+++ Listed records +++

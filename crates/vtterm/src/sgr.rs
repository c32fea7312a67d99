//! SGR (`CSI ... m`) parameter parsing into [`Style`] updates.

use vtgrid::{Color, Style, UnderlineStyle};
use vtparser::CsiParams;

/// Apply every SGR parameter group in `params` to `style` in order.
/// Malformed or out-of-range extended-color groups are ignored per group
/// rather than aborting the whole sequence.
pub fn apply_sgr(style: &mut Style, params: &CsiParams) {
    if params.is_empty() {
        *style = Style::DEFAULT;
        return;
    }

    let mut groups = params.groups().peekable();
    while let Some(group) = groups.next() {
        let code = group.first().copied().unwrap_or(0);
        match code {
            0 => *style = Style::DEFAULT,
            1 => style.bold = true,
            2 => style.faint = true,
            3 => style.italic = true,
            4 => style.underline = decode_underline(group),
            5 => style.blink = true,
            6 => style.rapid_blink = true,
            7 => style.reverse = true,
            8 => style.invisible = true,
            9 => style.strikethrough = true,
            21 => style.underline = UnderlineStyle::Double,
            22 => {
                style.bold = false;
                style.faint = false;
            }
            23 => style.italic = false,
            24 => style.underline = UnderlineStyle::None,
            25 => {
                style.blink = false;
                style.rapid_blink = false;
            }
            27 => style.reverse = false,
            28 => style.invisible = false,
            29 => style.strikethrough = false,
            30..=37 => style.fg = Color::Indexed((code - 30) as u8),
            38 => {
                if let Some(color) = decode_extended_color(group) {
                    style.fg = color;
                }
            }
            39 => style.fg = Color::Default,
            40..=47 => style.bg = Color::Indexed((code - 40) as u8),
            48 => {
                if let Some(color) = decode_extended_color(group) {
                    style.bg = color;
                }
            }
            49 => style.bg = Color::Default,
            53 => style.overline = true,
            55 => style.overline = false,
            58 => {
                if let Some(color) = decode_extended_color(group) {
                    style.underline_color = color;
                }
            }
            59 => style.underline_color = Color::Default,
            90..=97 => style.fg = Color::Indexed((code - 90 + 8) as u8),
            100..=107 => style.bg = Color::Indexed((code - 100 + 8) as u8),
            _ => {}
        }
    }
}

fn decode_underline(group: &[u16]) -> UnderlineStyle {
    // `4` alone is single underline; `4:n` (colon subparameter) selects a
    // style per the Kitty/iTerm underline-styles extension.
    match group.get(1).copied() {
        None | Some(0) => UnderlineStyle::None,
        Some(1) => UnderlineStyle::Single,
        Some(2) => UnderlineStyle::Double,
        Some(3) => UnderlineStyle::Curly,
        Some(4) => UnderlineStyle::Dotted,
        Some(5) => UnderlineStyle::Dashed,
        Some(_) => UnderlineStyle::Single,
    }
}

/// Decode a `38;5;n` / `38;2;r;g;b` extended color group (and the `48`/`58`
/// equivalents), accepting both the `;`-separated and `:`-subparameter
/// forms (`38:5:n`, `38:2::r:g:b` with an empty colorspace-id field).
fn decode_extended_color(group: &[u16]) -> Option<Color> {
    match group.get(1).copied() {
        Some(5) => group.get(2).map(|&n| Color::Indexed(n as u8)),
        Some(2) => {
            // Colon form may carry an optional colorspace id as group[2],
            // shifting r/g/b to [3..6]; semicolon form has no colorspace
            // id so r/g/b are at [2..5]. Disambiguate by count: if there
            // are at least 6 entries total, assume a colorspace id is
            // present.
            let (r, g, b) = if group.len() >= 6 {
                (group[3], group[4], group[5])
            } else {
                (*group.get(2)?, *group.get(3)?, *group.get(4)?)
            };
            Some(Color::Rgb(r as u8, g as u8, b as u8))
        }
        _ => None,
    }
}
//! `OSC 8` hyperlink parsing: `OSC 8 ; params ; uri ST`.

#[derive(Debug, Clone, PartialEq, Eq)]
pub struct HyperlinkCommand {
    pub id: Option<String>,
    /// `None` (empty uri field) closes the currently active hyperlink.
    pub uri: Option<String>,
}

/// `params` is `key=value:key=value`; the only recognized key is `id`,
/// unrecognized keys are ignored per §4.2's robustness rules.
pub fn parse(body: &[u8]) -> Option<HyperlinkCommand> {
    let text = std::str::from_utf8(body).ok()?;
    let mut parts = text.splitn(2, ';');
    let params = parts.next()?;
    let uri = parts.next().unwrap_or("");

    let mut id = None;
    for kv in params.split(':') {
        if let Some((k, v)) = kv.split_once('=') {
            if k == "id" {
                id = Some(v.to_string());
            }
        }
    }

    Some(HyperlinkCommand {
        id,
        uri: if uri.is_empty() { None } else { Some(uri.to_string()) },
    })
}

#[cfg(test)]
mod tests {
    use super::*;

    #[test]
    fn open_with_id() {
        let cmd = parse(b"id=foo;https://example.com").unwrap();
        assert_eq!(cmd.id.as_deref(), Some("foo"));
        assert_eq!(cmd.uri.as_deref(), Some("https://example.com"));
    }

    #[test]
    fn empty_uri_closes() {
        let cmd = parse(b";").unwrap();
        assert_eq!(cmd.uri, None);
    }

    #[test]
    fn no_params_just_uri() {
        let cmd = parse(b";https://example.com").unwrap();
        assert_eq!(cmd.id, None);
        assert_eq!(cmd.uri.as_deref(), Some("https://example.com"));
    }
}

+++

Work to be completed: From the data, report how many lines hold "Indexed", leaving out any other words.

Task response: 5